On review of grants of summary judgment, we review the record in the light most favorable to the nonmov-ing party and draw all reasonable factual inferences in that party’s favor. Jones v. General Motors Corp., 325 Or 404, 408, 939 P2d 608 (1997). The background facts are undisputed and set out below. When necessary to our disposition, we discuss elsewhere in this opinion in more detail the evidence produced on summary judgment with respect to each summary-judgment motion because those motions were decided at different times and on different records.

Plaintiffs purchased a historic home on a large lot in Portland from Cooper, who at the time of the transaction was still living. Cooper was represented in the transaction by his son John, a real estate agent with Realty Trust. The handout for the historic home stated, as one of the home’s “[fjeatures,” that “[the pjroperty sits on 6 Lots,” and the RMLS listing included as part of the “private” information that “[tjhe property offers 6 city lots.” Plaintiffs and Cooper entered into a purchase agreement for the property that provided,

“Neither Seller nor any Licensee(s) warrant the square footage of any structure or the size of any land being purchased. If square footage or land size is a material consideration, all structures and land should be measured by Buyer prior to signing or should be made an express contingency in this Agreement.”

The agreement also provided that “Seller and Buyer agree that[,] if it is not provided herein, a complete legal description as provided by the title insurance company * * * shall, [423]*423where necessary, be used for purposes of legal identification and conveyance of title.” A complete legal description was not included with the sales contract.

Plaintiffs purchased title insurance for the property from Chicago Title. Chicago Title issued a title report that failed to pick up a 1924 deed from a prior owner of the property to the City of Portland that conveyed a 10-foot strip bordering NE U.S. Grant Place. As a result, the deed was not a stated exception in the final title policy. As relevant here, the title policy issued by Chicago Title, subject to the stated exclusions, exceptions, and conditions and stipulations, insured against loss or damage incurred “by reason of *** [t]itle to the estate or interest described in Schedule A being vested other than as stated therein; [or] * * * [a]ny defect in or lien or encumbrance on the title [.]” The title that the policy insured was title to the property described in the legal description prepared by Chicago Title.
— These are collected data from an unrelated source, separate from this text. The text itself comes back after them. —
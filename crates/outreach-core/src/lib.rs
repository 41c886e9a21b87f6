//! Outreach Core - Dispatch and campaign orchestration
//!
//! This crate decides how each outbound message is sent (reuse or open a
//! conversation, record the attempt, track delivery signals), enforces
//! per-tenant rate limits and drives campaigns over imported contact lists.

pub mod cache;
pub mod callback;
pub mod campaign;
pub mod conversation;
pub mod dispatch;
pub mod events;
pub mod gateway;
pub mod lock;
pub mod metrics;
pub mod missing;
pub mod rate_limiter;
pub mod services;
pub mod signals;
pub mod status;
pub mod worker;

#[cfg(test)]
mod testing;

pub use cache::{Cache, MemoryCache};
pub use callback::{CallbackNotifier, StatusCallback, SIGNATURE_HEADER};
pub use campaign::{
    CampaignError, CampaignRun, CampaignRunner, ContactIngestQueue, ContactRow, IngestError,
    IngestReceipt, ProgressTracker,
};
pub use conversation::ConversationResolver;
pub use dispatch::{
    Accepted, DispatchOutcome, DispatcherDeps, SendCommand, SendDispatcher, SendRequest,
    SendService,
};
pub use events::{BroadcastEventBus, Event, EventBus, Subscription};
pub use lock::DestinationLock;
pub use metrics::Metrics;
pub use missing::MissingEventTracker;
pub use rate_limiter::RateLimiter;
pub use services::{Backends, Services};
pub use signals::{InboundSignal, SignalIntake};
pub use status::{MessageQuery, StatusStore};
pub use worker::{CampaignScheduler, DispatchWorker};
In Schedule B, the title policy expressly excepted from coverage any loss or damage “which arise by reason of*** [discrepancies, conflicts in boundary lines, shortage in area, encroachments or other facts which a correct survey would disclose.”

Cooper transferred the property to plaintiffs by warranty deed, using the legal description provided by Chicago Title. That legal description provides in full, with the portion that is at the heart of this dispute emphasized:

“Beginning at a point on the East line of NE 28th Avenue, 225 feet South of the South line of NE Thompson Street; thence South along the East line of NE 28th Avenue, 151.88 feet, more or less, to the North line of NE U.S. Grant Place, as now laid out and established; thence Easterly along the North line of NE U.S. Grant Place, 195.04 feet, more or less, to the East line of Tract 4, BOWERING TRACT, as shown on the plat of a portion of the William C. Bowering Donation Land Claim recorded in Book 1, Page 19, Plat Records; thence North along the East line of said Tract 4, a distance of 151.67 feet, more or less, to a point 225 feet South of the South line of NE Thompson Street, said point being on the Southerly line of a tract of land conveyed to Mary F. Kennard by Deed recorded August 29, 1922 in Book 890, Page 302, Deed Records; thence Westerly along the Southerly line of said Kennard Tract, 195.22 feet, more [424]*424or less, to the place of beginning, the same being a portion of Tract 4, BOWERING TRACT.”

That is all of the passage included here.